■ Given data:
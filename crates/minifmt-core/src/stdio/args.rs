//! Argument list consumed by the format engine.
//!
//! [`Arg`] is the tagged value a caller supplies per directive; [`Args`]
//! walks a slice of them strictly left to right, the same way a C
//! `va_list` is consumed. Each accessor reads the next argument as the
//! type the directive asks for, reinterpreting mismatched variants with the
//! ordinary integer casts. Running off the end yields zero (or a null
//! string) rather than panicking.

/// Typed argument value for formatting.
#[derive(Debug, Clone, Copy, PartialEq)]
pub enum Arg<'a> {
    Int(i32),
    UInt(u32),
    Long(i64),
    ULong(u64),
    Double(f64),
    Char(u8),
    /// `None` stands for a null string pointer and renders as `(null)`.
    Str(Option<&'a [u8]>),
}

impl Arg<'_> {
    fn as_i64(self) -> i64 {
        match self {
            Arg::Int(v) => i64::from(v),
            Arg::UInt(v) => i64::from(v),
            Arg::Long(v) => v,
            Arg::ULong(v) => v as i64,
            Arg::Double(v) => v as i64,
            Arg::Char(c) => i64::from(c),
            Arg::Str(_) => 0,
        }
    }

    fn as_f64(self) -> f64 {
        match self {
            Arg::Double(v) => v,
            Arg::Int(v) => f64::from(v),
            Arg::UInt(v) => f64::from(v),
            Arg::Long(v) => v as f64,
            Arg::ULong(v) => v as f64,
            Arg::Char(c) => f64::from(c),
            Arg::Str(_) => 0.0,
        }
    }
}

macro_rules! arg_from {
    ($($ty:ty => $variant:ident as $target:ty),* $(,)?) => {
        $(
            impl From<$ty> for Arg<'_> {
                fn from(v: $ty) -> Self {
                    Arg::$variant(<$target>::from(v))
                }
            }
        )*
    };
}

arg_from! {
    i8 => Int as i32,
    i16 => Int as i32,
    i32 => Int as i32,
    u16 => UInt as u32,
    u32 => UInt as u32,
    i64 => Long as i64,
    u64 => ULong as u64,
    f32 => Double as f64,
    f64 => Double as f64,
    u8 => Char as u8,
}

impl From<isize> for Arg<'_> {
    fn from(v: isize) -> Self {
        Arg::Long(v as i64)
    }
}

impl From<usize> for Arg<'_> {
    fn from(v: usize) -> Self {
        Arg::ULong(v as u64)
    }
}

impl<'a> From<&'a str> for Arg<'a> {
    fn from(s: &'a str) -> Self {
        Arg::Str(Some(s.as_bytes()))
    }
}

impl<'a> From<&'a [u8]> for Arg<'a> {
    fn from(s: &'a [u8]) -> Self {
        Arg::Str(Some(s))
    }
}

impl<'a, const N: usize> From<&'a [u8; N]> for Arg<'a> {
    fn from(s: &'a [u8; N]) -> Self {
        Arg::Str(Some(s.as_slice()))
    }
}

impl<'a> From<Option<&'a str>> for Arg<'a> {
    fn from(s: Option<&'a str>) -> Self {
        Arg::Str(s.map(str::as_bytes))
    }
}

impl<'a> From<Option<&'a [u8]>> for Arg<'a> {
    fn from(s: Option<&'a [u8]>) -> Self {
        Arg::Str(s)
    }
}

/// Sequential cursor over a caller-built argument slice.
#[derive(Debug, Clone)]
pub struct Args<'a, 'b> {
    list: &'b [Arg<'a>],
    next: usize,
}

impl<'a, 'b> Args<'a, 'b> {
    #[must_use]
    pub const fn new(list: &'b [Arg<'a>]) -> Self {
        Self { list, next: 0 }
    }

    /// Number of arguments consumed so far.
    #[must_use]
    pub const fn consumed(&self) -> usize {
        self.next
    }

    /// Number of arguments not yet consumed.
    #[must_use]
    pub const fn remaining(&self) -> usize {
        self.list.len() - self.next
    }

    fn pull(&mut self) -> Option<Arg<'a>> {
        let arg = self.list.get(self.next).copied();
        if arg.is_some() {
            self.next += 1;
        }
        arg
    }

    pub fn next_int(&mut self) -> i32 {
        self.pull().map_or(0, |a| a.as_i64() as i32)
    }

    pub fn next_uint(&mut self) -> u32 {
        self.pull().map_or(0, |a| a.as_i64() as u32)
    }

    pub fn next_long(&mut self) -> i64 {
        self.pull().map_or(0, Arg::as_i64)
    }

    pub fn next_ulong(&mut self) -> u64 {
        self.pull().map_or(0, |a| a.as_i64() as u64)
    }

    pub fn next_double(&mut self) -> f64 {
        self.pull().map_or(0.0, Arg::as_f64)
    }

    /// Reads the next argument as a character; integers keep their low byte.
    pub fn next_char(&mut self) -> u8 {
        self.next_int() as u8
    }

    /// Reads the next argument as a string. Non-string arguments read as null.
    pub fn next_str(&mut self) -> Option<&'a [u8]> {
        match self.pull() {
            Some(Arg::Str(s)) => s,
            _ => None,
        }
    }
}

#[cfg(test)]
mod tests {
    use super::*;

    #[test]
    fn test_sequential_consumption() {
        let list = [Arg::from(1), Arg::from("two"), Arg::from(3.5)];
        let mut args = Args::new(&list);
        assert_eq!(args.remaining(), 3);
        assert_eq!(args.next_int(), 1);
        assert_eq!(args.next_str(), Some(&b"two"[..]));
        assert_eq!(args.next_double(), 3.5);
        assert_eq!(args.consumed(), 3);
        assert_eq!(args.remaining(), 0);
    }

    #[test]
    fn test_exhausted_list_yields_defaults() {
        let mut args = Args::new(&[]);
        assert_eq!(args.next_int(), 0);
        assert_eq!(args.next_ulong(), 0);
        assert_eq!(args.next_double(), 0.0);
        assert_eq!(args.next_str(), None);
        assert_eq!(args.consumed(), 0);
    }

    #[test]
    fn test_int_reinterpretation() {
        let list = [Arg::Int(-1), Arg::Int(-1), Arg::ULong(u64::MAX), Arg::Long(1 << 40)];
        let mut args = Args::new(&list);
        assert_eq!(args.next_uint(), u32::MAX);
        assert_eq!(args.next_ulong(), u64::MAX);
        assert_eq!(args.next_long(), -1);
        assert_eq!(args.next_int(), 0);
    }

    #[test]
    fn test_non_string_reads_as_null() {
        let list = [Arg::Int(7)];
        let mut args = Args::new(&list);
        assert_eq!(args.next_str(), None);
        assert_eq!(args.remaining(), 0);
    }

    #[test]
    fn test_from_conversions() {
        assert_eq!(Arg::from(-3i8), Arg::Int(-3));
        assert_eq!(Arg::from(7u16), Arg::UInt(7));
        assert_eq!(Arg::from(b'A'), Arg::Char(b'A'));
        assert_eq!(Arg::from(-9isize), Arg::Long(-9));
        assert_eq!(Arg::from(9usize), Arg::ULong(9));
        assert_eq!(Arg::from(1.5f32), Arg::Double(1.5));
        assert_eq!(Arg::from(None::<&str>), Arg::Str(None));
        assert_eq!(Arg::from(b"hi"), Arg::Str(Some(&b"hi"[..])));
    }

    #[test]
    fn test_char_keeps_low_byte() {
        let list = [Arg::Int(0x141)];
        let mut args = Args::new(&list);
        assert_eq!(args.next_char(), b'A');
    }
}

* * *

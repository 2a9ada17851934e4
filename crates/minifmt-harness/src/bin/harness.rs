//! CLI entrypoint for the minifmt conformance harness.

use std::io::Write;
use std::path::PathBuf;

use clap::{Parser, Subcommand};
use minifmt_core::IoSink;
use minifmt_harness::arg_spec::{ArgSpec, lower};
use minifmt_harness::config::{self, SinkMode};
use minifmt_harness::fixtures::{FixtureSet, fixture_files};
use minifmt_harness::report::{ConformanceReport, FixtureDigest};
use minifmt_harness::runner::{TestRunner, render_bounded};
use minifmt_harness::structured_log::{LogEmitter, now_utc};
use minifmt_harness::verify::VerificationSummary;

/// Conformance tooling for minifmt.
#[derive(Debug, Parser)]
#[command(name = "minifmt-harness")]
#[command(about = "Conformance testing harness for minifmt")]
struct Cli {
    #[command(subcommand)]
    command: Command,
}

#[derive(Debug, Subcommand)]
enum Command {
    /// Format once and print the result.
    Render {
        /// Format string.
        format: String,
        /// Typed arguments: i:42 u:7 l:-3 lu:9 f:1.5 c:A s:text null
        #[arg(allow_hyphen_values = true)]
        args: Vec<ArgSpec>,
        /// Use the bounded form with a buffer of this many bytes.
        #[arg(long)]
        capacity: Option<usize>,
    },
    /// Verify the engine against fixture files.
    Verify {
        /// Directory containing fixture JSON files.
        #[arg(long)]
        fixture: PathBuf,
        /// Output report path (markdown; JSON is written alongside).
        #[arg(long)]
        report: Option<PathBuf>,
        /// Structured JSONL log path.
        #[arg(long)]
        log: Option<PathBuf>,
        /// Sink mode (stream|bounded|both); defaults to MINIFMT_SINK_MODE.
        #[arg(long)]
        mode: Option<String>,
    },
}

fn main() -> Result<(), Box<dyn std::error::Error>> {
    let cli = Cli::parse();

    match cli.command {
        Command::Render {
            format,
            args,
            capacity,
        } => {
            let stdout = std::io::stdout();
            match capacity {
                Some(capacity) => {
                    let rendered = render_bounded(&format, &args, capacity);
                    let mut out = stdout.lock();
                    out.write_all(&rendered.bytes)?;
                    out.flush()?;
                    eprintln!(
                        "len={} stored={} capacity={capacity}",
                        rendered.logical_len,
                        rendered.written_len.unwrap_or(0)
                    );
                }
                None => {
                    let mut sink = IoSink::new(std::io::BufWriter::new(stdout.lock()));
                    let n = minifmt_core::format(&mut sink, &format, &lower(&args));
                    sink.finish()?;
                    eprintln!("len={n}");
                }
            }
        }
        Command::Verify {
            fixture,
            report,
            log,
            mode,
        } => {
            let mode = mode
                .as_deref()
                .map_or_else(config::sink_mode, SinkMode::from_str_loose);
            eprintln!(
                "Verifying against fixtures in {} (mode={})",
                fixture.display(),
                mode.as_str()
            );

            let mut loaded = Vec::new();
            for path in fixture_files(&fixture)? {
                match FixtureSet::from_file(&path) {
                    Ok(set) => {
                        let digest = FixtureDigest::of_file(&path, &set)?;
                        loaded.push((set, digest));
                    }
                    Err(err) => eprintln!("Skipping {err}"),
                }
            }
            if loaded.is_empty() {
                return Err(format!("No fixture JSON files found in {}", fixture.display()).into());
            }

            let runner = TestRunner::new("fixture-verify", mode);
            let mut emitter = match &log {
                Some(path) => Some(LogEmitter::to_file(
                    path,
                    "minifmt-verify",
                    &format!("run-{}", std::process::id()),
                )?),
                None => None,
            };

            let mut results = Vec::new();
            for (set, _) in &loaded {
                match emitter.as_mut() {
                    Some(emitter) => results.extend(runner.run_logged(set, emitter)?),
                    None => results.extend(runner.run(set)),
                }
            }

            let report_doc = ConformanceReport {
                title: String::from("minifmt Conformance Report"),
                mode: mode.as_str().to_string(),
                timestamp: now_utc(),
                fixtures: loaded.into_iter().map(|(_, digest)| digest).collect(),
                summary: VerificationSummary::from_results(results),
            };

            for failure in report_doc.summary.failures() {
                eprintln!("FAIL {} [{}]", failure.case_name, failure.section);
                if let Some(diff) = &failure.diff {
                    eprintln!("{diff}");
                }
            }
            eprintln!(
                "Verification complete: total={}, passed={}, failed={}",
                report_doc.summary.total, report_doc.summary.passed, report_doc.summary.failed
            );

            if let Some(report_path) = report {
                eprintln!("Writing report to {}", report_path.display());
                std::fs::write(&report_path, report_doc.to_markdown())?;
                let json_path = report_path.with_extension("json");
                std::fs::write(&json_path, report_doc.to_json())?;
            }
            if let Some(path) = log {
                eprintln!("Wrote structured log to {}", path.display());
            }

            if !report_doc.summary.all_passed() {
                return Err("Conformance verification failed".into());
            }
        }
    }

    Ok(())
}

■ Problem description: In the data above, copy every line where the string "directive" appears.

■ Answer below:
//! [`Arg`] is the tagged value a caller supplies per directive; [`Args`]
//! type the directive asks for, reinterpreting mismatched variants with the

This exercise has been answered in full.